Intisari-Online.com -2016 menjadi tahun yang getir bagi jurnalis. Sebanyak 13 jurnalis meninggal di Afganistan sepanjang tahun 2016. Ini adalah kasus terbesar kedua setelah Suriah. Setidaknya begitu laporan Komite Keselamatan Jurnaliss Afganistan (AJSC).
“Taliban setidaknya berada di belakang 10 kasus kematian jurnalis Afganistan,” lapor AJSC.
(Wartawan yang Mengabarkan Perang Dunia II Pertama Kali Itu Tiada)
Selain itu, mereka juga mencatat bahwa sepanjang tahun lalu terdapat 101 kasus kekerasan terhadap media, atau meningkat 38 persen dibanding 2015. Organisasi ini juga menyebut, selama lima tahun terakhir sebanyak 28 jurnalis dan pekerja media tewas di berbagai lokasi di Afganistan.
“Peningkatan aksi kekerasan ini membuat Afganistan menjadi negara paling berbahaya kedua bagi jurnalis, setelah Suriah,” ujar Najib Sharifi, ketua AJSC.

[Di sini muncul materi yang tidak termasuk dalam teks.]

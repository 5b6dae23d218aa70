//! Contracts for the components the document core drives but does not own:
//! the user-prompt surface, the icon provider and the parser host.

use std::collections::HashMap;
use std::path::{Path, PathBuf};

use crate::app::domain::document::Document;
use crate::app::services::text_ops::extension_of;

/// Answer to a yes/no/cancel question.
#[derive(Debug, Clone, Copy, PartialEq, Eq)]
pub enum Choice {
    Yes,
    No,
    Cancel,
}

/// Synchronous dialogs shown to the user.
pub trait UserPrompt {
    fn confirm(&mut self, message: &str) -> Choice;

    /// Ask where to save. `None` means the user cancelled.
    fn choose_save_location(&mut self, initial: &Path) -> Option<PathBuf>;

    fn report_error(&mut self, message: &str);
}

/// Prompt surface without a user: answers every question the same way and
/// never picks a save location.
pub struct HeadlessPrompt {
    pub answer: Choice,
}

impl UserPrompt for HeadlessPrompt {
    fn confirm(&mut self, message: &str) -> Choice {
        tracing::info!("{} -> {:?}", message, self.answer);
        self.answer
    }

    fn choose_save_location(&mut self, _initial: &Path) -> Option<PathBuf> {
        None
    }

    fn report_error(&mut self, message: &str) {
        tracing::error!("{}", message);
    }
}

#[derive(Debug, Clone, PartialEq, Eq, Hash)]
pub struct IconHandle(pub String);

pub trait IconProvider {
    fn icon_for(&self, document: &Document) -> IconHandle;
}

/// Icons keyed by lower-case file extension, with a fallback.
pub struct ExtensionIcons {
    by_extension: HashMap<String, IconHandle>,
    fallback: IconHandle,
}

impl ExtensionIcons {
    pub fn new(fallback: IconHandle) -> Self {
        Self {
            by_extension: HashMap::new(),
            fallback,
        }
    }

    pub fn with_icon(mut self, extension: &str, icon: &str) -> Self {
        self.by_extension
            .insert(extension.to_lowercase(), IconHandle(icon.to_string()));
        self
    }
}

impl Default for ExtensionIcons {
    fn default() -> Self {
        Self::new(IconHandle("text".into()))
            .with_icon("c", "source-c")
            .with_icon("h", "source-c")
            .with_icon("cpp", "source-cpp")
            .with_icon("java", "source-java")
            .with_icon("py", "source-python")
            .with_icon("rs", "source-rust")
            .with_icon("html", "markup")
            .with_icon("xml", "markup")
            .with_icon("md", "markdown")
    }
}

impl IconProvider for ExtensionIcons {
    fn icon_for(&self, document: &Document) -> IconHandle {
        extension_of(document.path())
            .and_then(|ext| self.by_extension.get(&ext).cloned())
            .unwrap_or_else(|| self.fallback.clone())
    }
}

/// Host for per-document parsers such as the spell checker.
pub trait ParserHost {
    fn attach_parser(&mut self, document: &Document);
    fn detach_parser(&mut self, document: &Document);
}

pub struct NoParsers;

impl ParserHost for NoParsers {
    fn attach_parser(&mut self, _document: &Document) {}
    fn detach_parser(&mut self, _document: &Document) {}
}

/// Everything the controller calls out to.
pub struct Collaborators {
    pub prompt: Box<dyn UserPrompt>,
    pub icons: Box<dyn IconProvider>,
    pub parsers: Box<dyn ParserHost>,
}

impl Collaborators {
    pub fn new(prompt: Box<dyn UserPrompt>) -> Self {
        Self {
            prompt,
            icons: Box::new(ExtensionIcons::default()),
            parsers: Box::new(NoParsers),
        }
    }
}
//! Presentation strategies: how the open documents are laid out.
//!
//! Every strategy owns its visual slots and nothing else. A slot refers to
//! its document by [`DocumentId`]; the controller owns the documents.
//! Selection changes made by a strategy are queued and picked up by the
//! controller through [`DocumentPresentation::take_selection_change`].

mod desktop;
mod split;
mod tabbed;

use serde::{Deserialize, Serialize};

pub use desktop::{Bounds, MultiWindowDesktop, WindowArrangement};
pub use split::SplitListCard;
pub use tabbed::TabbedStrip;

use crate::app::domain::document::DocumentId;
use crate::app::infrastructure::collaborators::IconHandle;

#[derive(Debug, Clone, Copy, PartialEq, Eq, Hash, Serialize, Deserialize, Default)]
pub enum ViewStyle {
    #[default]
    Tabbed,
    Split,
    Desktop,
}

/// Where the selection area (tab strip or document list) sits.
#[derive(Debug, Clone, Copy, PartialEq, Eq, Hash, Serialize, Deserialize, Default)]
pub enum Placement {
    #[default]
    Top,
    Left,
    Bottom,
    Right,
}

impl Placement {
    /// Map the numeric placement constants used by the options dialog.
    pub fn from_code(code: i32) -> Option<Self> {
        match code {
            1 => Some(Self::Top),
            2 => Some(Self::Left),
            3 => Some(Self::Bottom),
            4 => Some(Self::Right),
            _ => None,
        }
    }

    pub fn code(&self) -> i32 {
        match self {
            Self::Top => 1,
            Self::Left => 2,
            Self::Bottom => 3,
            Self::Right => 4,
        }
    }
}

/// What a slot renders: a reference to the document, its icon and tooltip.
#[derive(Debug, Clone, PartialEq, Eq)]
pub struct SlotContent {
    pub document: DocumentId,
    pub icon: IconHandle,
}

pub trait DocumentPresentation {
    fn view_style(&self) -> ViewStyle;

    /// Append a slot and return its index. `path` becomes the tooltip.
    fn add_slot(&mut self, display_name: &str, content: SlotContent, path: &str) -> usize;

    /// Remove a slot. Any resulting selection change is not queued;
    /// the caller reads [`selected_index`](Self::selected_index) afterwards.
    fn remove_slot(&mut self, index: usize);

    fn slot_count(&self) -> usize;

    fn selected_index(&self) -> Option<usize>;

    /// Select a slot and move input focus to its document. Out-of-range
    /// indices are ignored.
    fn set_selected_index(&mut self, index: usize);

    fn display_name_at(&self, index: usize) -> Option<&str>;

    fn set_display_name_at(&mut self, index: usize, name: &str);

    fn content_at(&self, index: usize) -> Option<&SlotContent>;

    fn tooltip_at(&self, index: usize) -> Option<&str>;

    /// Refresh a slot's icon and tooltip after its document moved.
    fn update_slot(&mut self, index: usize, icon: IconHandle, path: &str);

    fn selection_placement(&self) -> Placement;

    fn set_selection_placement(&mut self, placement: Placement);

    /// Document that currently holds input focus.
    fn focus_owner(&self) -> Option<DocumentId>;

    /// Selection change reported by the container since the last call.
    fn take_selection_change(&mut self) -> Option<usize>;

    /// Window arrangement is only offered by the desktop.
    fn as_desktop_mut(&mut self) -> Option<&mut MultiWindowDesktop> {
        None
    }

    fn index_of(&self, document: DocumentId) -> Option<usize> {
        (0..self.slot_count()).find(|&i| {
            self.content_at(i)
                .is_some_and(|content| content.document == document)
        })
    }
}

/// Build an empty strategy of the given style.
pub fn create(style: ViewStyle, placement: Placement) -> Box<dyn DocumentPresentation> {
    let mut presentation: Box<dyn DocumentPresentation> = match style {
        ViewStyle::Tabbed => Box::new(TabbedStrip::new()),
        ViewStyle::Split => Box::new(SplitListCard::new()),
        ViewStyle::Desktop => Box::new(MultiWindowDesktop::new()),
    };
    presentation.set_selection_placement(placement);
    presentation
}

Laporan AJSC menyebutkan, perubahan kebijakan Taliban terhadap media massa menjadi penyebab utama peningkatan level ancaman dan kekerasan terhadap jurnalis. Pada Januari tahun lalu, tujuh pekerja stasiun televisi Tolo, yang kerap mengkritik Taliban, tewas akibat bom bunuh diri di Kabul.
Taliban yang mengaku bertanggung jawab mengatakan, serangan itu adalah pembalasan akibat “penyebaran propaganda” yang dilakuan Tolo TV kepada mereka. Peristiwa itu adalah serangan besar pertama terhadap lembaga pemberitaan di Afganistan sejak Taliban disingkirkan dari kekuasaan pada 2001.
Peristiwa itu juga menggambarkan bahaya yang dihadapi pekerja media di negeri itu di saat situasi keamanan terus memburuk. Pada Juni, jurnalis AS David Gilkey dan penerjemahnya tewas akibat serangan roket di provinsi Helmand, wilayah selatan Afganistan.